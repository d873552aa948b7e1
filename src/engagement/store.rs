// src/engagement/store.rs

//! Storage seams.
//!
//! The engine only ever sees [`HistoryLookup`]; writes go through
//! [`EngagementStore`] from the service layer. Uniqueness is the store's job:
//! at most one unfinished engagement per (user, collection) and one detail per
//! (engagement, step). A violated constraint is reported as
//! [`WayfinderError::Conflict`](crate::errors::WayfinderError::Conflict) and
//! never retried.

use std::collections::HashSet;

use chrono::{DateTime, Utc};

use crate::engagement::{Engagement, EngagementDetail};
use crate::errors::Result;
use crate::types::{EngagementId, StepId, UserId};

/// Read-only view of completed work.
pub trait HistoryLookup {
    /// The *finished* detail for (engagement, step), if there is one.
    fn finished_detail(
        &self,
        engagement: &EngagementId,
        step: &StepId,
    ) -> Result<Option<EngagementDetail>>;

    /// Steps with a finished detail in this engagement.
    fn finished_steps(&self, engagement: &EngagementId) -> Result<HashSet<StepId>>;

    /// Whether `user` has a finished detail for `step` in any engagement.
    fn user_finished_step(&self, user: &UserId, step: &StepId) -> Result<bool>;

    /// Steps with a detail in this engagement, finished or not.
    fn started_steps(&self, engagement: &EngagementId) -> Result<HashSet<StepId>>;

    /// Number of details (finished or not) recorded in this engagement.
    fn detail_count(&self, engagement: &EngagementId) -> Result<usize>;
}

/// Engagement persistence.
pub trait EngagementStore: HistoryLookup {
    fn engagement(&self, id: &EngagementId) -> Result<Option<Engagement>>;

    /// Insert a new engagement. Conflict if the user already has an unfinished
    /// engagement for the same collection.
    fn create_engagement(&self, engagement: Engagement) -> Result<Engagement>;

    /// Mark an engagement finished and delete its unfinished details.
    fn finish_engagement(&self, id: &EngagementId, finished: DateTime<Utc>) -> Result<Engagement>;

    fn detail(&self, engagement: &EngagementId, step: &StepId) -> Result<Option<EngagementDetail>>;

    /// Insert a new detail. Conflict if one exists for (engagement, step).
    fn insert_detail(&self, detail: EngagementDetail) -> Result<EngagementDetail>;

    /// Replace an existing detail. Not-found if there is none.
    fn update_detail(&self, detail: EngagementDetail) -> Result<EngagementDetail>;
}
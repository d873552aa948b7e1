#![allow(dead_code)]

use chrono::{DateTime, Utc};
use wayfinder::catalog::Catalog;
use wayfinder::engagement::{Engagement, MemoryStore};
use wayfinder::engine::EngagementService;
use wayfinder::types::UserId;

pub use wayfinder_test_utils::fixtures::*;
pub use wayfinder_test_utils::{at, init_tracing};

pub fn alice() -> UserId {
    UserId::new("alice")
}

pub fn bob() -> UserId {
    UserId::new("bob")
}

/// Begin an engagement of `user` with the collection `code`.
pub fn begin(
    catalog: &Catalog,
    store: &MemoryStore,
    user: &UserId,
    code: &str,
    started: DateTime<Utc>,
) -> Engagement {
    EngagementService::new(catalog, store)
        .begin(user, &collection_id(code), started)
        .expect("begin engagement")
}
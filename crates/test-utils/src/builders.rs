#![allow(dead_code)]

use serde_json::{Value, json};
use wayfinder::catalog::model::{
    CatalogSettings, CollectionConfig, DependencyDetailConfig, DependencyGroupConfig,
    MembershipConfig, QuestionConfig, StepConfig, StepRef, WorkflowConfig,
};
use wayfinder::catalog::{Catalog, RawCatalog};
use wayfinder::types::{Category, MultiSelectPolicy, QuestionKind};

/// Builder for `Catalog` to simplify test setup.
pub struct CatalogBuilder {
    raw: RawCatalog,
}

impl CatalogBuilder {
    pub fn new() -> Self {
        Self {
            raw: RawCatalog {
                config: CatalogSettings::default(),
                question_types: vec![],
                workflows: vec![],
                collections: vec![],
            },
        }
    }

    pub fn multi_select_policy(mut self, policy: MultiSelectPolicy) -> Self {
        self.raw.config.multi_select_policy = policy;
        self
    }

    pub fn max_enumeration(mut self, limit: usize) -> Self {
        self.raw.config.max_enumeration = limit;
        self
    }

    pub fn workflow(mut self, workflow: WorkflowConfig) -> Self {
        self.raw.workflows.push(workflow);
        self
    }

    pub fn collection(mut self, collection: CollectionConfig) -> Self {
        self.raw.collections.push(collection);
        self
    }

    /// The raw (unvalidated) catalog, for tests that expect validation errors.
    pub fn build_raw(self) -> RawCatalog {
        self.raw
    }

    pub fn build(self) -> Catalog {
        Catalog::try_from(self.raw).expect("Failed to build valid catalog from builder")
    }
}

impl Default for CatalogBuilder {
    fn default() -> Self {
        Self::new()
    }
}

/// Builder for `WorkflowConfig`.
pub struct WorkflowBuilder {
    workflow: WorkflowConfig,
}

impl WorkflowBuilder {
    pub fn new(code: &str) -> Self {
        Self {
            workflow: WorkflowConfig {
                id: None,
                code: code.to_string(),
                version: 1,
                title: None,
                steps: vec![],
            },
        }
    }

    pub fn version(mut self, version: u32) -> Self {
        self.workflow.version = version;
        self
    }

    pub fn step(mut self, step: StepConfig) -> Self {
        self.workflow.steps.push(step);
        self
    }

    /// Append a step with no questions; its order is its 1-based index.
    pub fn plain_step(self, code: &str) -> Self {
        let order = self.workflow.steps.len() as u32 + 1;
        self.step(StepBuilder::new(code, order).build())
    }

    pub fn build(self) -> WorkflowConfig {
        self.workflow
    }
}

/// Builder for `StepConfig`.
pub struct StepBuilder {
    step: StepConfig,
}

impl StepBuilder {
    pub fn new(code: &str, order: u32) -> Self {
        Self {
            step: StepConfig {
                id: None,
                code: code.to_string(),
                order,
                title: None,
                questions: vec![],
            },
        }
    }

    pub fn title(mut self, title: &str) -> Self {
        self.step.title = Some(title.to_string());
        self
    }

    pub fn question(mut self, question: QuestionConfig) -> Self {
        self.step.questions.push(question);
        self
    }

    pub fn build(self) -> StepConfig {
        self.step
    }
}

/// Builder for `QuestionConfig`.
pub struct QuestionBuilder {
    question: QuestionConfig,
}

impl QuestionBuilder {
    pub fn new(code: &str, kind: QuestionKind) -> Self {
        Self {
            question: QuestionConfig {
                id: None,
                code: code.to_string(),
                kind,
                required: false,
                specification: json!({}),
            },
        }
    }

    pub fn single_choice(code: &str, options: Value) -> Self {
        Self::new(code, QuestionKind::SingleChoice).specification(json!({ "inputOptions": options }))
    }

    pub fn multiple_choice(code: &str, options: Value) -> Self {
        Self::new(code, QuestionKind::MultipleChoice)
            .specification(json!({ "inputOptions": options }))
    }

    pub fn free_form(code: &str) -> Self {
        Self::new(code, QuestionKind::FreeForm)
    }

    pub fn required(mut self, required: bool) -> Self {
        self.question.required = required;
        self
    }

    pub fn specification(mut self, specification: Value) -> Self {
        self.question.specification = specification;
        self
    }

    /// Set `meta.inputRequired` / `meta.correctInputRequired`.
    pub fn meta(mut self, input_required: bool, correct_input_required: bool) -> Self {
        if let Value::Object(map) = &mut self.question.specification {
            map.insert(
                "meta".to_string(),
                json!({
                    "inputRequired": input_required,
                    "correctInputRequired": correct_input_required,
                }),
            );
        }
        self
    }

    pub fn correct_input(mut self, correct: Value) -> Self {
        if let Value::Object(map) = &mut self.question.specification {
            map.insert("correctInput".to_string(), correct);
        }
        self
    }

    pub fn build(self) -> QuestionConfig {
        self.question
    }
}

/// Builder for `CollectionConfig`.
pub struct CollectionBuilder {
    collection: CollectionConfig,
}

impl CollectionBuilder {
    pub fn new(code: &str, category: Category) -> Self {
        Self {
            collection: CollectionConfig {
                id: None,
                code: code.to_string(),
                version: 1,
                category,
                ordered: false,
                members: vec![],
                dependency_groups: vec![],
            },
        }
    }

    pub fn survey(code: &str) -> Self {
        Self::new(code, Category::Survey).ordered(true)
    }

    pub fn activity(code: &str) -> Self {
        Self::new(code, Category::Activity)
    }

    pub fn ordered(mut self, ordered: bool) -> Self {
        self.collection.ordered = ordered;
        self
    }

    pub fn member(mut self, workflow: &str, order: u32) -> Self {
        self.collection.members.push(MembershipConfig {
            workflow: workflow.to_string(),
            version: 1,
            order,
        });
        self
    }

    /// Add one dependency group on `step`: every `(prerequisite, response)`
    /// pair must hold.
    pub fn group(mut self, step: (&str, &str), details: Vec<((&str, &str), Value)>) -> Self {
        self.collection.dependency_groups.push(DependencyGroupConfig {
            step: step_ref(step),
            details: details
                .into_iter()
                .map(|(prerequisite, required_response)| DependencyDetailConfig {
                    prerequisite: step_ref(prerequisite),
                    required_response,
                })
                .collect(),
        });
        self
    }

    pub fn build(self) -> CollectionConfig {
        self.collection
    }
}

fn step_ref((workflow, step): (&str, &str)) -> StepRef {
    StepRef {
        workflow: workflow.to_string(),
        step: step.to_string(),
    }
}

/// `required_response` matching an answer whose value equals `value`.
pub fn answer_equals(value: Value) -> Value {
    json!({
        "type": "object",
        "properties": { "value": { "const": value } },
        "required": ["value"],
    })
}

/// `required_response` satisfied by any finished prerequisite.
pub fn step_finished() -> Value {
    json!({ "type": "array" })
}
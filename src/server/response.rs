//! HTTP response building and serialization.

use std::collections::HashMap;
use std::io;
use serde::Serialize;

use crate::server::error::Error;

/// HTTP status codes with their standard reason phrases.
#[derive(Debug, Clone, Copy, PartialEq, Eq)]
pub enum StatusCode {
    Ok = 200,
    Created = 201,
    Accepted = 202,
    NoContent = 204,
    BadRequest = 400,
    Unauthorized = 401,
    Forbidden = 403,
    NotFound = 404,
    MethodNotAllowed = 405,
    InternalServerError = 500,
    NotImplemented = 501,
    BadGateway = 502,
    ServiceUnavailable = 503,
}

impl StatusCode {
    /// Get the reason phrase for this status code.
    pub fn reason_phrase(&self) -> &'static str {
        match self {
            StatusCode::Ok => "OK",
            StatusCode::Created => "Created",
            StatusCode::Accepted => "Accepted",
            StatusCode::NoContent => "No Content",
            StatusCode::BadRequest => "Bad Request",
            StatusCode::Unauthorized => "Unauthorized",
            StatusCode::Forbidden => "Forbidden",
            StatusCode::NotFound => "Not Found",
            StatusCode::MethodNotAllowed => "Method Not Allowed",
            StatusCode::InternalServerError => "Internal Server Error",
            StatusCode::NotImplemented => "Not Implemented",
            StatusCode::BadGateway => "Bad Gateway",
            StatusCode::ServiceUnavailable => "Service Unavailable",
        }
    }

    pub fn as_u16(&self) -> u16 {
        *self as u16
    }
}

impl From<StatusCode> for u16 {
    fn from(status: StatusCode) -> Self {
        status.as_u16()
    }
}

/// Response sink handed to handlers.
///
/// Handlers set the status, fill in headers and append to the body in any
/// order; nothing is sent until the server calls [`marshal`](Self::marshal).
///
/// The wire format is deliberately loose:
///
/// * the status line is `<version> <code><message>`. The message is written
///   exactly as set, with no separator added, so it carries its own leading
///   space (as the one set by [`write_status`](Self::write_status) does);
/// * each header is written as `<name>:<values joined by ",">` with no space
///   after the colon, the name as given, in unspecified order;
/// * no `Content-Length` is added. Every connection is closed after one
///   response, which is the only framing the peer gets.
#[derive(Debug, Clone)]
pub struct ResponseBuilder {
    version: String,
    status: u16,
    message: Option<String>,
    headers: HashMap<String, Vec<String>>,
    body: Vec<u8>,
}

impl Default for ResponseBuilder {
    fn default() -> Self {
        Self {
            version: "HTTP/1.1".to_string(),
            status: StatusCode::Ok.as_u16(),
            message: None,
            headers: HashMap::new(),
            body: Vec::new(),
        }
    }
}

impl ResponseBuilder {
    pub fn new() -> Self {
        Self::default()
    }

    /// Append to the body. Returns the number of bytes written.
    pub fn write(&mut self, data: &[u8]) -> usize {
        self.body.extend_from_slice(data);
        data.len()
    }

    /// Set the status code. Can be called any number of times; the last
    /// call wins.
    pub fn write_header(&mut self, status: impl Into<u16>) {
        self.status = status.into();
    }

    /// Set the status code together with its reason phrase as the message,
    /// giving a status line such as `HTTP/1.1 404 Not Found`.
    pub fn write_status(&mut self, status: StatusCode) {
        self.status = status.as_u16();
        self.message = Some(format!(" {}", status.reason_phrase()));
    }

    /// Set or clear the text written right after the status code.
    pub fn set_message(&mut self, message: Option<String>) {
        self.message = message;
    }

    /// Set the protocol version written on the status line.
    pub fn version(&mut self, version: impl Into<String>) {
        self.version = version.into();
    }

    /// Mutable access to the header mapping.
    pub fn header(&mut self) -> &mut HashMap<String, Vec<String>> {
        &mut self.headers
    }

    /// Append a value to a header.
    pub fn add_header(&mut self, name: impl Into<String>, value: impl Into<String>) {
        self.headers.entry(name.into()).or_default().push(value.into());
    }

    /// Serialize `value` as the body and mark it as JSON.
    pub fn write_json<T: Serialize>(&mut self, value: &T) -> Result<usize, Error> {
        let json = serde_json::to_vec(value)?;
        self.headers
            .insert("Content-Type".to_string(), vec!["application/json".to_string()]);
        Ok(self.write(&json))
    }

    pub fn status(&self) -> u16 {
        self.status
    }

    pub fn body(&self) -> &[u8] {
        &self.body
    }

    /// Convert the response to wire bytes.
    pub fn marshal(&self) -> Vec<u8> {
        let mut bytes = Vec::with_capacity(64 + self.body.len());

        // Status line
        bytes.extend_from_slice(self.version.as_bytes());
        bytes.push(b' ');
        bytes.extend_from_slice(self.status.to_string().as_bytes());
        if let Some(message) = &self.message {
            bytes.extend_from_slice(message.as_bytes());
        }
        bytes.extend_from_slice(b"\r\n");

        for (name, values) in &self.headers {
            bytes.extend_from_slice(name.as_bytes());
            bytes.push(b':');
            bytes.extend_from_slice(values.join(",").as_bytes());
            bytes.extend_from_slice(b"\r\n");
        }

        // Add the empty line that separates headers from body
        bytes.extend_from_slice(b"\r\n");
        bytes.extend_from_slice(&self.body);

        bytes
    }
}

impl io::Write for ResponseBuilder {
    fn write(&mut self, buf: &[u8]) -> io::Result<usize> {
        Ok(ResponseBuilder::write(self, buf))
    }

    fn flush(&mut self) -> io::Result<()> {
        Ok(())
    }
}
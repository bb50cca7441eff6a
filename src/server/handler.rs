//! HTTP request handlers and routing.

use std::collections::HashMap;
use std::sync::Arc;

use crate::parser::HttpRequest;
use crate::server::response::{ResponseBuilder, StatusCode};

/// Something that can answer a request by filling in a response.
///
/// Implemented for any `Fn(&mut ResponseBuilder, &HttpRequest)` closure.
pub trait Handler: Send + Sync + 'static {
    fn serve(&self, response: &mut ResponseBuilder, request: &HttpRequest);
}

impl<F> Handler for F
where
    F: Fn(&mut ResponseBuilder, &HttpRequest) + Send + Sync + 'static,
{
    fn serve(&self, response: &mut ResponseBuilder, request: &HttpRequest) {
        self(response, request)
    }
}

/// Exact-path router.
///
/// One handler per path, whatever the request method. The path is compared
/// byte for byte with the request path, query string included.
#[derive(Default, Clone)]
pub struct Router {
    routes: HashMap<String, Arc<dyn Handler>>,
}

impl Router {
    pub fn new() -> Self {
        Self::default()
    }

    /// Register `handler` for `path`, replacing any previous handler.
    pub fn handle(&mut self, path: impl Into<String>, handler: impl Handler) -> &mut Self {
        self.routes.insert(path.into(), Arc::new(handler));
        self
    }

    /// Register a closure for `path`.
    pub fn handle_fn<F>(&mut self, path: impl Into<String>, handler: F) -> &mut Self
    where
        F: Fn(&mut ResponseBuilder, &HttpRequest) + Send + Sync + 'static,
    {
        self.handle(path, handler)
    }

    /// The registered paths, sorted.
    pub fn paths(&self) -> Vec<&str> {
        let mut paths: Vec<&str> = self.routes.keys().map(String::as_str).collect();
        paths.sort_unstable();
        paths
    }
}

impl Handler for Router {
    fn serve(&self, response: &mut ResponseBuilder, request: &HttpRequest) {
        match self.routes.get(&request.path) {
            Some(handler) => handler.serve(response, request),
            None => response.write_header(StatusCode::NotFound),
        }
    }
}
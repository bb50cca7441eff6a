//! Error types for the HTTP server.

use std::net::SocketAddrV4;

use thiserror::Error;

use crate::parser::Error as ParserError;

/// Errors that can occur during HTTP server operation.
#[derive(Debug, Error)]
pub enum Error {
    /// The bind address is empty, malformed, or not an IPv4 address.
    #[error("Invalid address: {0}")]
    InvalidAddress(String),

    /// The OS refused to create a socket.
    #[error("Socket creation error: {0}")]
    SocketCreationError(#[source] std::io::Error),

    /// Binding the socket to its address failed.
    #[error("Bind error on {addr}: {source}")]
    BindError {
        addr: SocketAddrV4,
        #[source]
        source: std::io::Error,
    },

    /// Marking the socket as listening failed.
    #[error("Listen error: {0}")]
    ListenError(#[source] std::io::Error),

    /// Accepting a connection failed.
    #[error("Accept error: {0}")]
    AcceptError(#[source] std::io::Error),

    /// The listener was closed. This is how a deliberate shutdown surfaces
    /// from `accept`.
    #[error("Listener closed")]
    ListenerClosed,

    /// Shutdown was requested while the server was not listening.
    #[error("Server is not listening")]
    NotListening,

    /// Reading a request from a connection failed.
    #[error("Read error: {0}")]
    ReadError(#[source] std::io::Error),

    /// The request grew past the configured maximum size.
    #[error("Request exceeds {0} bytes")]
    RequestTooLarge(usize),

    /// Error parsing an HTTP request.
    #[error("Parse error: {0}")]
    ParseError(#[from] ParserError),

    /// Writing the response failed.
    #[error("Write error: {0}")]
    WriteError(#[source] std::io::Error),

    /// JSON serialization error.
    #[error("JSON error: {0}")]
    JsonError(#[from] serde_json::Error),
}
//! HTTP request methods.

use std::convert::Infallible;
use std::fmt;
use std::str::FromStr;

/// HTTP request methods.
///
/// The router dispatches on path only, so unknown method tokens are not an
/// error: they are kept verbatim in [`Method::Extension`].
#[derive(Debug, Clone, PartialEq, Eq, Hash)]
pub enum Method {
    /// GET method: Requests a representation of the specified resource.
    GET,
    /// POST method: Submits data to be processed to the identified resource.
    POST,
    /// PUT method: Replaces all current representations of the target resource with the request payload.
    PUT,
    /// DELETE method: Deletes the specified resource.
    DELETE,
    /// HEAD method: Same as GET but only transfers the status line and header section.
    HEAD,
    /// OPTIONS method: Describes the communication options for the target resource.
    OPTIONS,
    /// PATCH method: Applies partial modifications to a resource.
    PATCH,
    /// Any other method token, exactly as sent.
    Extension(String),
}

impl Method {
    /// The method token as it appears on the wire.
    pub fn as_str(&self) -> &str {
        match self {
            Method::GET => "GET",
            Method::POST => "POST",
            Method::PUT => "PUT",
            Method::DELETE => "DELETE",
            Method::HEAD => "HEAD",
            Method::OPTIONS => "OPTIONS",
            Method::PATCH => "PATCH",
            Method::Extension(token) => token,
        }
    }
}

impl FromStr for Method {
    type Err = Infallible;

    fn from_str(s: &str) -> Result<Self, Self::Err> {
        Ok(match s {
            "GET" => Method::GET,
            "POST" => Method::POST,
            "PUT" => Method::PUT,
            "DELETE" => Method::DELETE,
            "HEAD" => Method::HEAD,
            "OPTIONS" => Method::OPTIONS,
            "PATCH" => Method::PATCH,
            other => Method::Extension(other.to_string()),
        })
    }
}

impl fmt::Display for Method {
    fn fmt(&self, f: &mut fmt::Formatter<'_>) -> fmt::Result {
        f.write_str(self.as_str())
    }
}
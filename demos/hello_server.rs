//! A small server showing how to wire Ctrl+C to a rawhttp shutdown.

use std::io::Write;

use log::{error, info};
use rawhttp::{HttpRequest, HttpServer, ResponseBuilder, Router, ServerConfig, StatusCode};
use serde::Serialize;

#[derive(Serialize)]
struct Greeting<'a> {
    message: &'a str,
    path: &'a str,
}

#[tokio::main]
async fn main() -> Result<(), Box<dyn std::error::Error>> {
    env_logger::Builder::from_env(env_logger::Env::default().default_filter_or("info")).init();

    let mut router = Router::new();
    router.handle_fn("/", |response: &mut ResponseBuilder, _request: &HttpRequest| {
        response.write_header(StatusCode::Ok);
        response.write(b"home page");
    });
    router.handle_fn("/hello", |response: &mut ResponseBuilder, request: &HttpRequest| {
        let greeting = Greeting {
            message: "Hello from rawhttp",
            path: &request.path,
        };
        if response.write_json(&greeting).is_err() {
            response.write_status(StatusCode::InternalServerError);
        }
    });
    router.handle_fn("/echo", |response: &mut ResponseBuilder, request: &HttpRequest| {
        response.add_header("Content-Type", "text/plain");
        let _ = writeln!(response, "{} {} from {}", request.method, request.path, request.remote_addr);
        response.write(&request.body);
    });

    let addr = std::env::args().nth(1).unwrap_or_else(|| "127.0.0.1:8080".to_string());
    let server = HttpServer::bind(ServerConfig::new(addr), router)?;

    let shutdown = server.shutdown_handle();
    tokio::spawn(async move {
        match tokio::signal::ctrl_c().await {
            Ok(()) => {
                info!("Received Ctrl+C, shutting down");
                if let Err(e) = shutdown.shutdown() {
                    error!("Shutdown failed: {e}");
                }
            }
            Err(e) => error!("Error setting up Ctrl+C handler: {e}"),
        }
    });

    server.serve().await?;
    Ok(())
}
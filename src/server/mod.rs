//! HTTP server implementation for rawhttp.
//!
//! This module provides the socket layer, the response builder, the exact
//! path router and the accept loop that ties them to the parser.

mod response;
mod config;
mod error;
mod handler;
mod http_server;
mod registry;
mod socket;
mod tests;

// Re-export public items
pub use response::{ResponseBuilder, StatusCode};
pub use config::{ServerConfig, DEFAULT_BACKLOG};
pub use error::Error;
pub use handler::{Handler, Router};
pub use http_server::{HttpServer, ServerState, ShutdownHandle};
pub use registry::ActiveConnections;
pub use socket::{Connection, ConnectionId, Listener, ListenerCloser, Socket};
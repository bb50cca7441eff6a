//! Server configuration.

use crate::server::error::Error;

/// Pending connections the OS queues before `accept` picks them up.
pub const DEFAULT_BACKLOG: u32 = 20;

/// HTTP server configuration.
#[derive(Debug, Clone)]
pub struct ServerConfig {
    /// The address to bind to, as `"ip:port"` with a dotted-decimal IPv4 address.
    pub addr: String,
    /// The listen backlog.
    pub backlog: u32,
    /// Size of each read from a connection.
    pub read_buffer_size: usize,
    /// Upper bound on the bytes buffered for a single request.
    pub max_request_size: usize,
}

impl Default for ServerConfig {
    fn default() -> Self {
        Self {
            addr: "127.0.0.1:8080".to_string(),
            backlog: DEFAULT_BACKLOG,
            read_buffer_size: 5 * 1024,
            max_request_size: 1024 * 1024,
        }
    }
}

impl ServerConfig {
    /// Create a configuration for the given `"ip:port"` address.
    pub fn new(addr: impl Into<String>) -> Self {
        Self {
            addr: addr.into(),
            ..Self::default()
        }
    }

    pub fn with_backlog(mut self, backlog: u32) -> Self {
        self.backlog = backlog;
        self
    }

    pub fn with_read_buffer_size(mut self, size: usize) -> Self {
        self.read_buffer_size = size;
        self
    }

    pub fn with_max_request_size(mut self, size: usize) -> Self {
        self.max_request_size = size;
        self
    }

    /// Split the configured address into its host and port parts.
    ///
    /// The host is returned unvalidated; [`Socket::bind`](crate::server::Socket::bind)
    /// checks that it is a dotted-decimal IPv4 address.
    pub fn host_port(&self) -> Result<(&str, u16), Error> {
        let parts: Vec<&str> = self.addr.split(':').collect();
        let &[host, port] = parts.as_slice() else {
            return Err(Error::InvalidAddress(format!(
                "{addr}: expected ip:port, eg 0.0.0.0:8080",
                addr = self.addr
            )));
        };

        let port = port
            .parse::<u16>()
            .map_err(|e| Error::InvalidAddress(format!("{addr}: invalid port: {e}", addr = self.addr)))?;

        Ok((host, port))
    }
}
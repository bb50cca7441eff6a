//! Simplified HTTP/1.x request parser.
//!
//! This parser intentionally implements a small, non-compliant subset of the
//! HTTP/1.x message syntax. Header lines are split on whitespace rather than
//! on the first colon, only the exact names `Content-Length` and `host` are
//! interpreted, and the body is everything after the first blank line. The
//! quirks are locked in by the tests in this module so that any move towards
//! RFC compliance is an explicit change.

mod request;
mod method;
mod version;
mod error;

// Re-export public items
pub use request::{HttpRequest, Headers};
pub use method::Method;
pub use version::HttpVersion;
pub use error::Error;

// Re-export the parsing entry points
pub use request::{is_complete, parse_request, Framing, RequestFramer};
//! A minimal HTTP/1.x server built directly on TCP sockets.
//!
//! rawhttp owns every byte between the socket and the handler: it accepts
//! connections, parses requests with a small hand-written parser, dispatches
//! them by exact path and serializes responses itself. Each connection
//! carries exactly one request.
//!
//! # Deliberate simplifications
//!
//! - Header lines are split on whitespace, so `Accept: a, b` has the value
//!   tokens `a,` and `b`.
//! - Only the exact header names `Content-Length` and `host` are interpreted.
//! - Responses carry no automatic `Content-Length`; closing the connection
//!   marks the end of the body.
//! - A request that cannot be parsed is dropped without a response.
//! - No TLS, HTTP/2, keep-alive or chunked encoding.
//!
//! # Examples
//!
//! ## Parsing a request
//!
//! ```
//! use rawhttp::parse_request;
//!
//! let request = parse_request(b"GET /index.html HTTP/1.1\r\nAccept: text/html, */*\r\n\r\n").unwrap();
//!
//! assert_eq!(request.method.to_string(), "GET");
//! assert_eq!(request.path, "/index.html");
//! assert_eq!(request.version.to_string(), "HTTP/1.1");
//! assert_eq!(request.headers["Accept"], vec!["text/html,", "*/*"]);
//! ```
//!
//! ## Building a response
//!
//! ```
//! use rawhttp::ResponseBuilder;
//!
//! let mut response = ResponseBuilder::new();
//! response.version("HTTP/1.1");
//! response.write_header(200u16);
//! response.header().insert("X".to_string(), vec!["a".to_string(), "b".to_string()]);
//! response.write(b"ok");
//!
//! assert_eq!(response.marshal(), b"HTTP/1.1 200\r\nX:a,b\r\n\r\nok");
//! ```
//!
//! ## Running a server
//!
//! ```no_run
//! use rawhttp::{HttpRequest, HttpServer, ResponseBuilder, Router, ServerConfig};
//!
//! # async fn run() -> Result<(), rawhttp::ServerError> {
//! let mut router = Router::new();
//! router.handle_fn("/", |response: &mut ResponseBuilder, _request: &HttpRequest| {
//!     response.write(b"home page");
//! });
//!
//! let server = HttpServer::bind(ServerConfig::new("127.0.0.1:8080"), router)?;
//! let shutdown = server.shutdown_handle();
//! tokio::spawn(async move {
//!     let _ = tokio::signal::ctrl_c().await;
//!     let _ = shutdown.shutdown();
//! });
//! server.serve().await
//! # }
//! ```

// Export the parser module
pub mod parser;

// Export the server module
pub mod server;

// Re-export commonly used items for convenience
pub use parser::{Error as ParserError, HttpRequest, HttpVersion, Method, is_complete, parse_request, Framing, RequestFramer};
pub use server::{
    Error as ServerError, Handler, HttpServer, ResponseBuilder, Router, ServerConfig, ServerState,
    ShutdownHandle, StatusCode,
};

------------------------------------

Assignment: Find the lines above that contain the word "inputOptions" and copy each one.

Response box:
        Self::new(code, QuestionKind::SingleChoice).specification(json!({ "inputOptions": options }))
            .specification(json!({ "inputOptions": options }))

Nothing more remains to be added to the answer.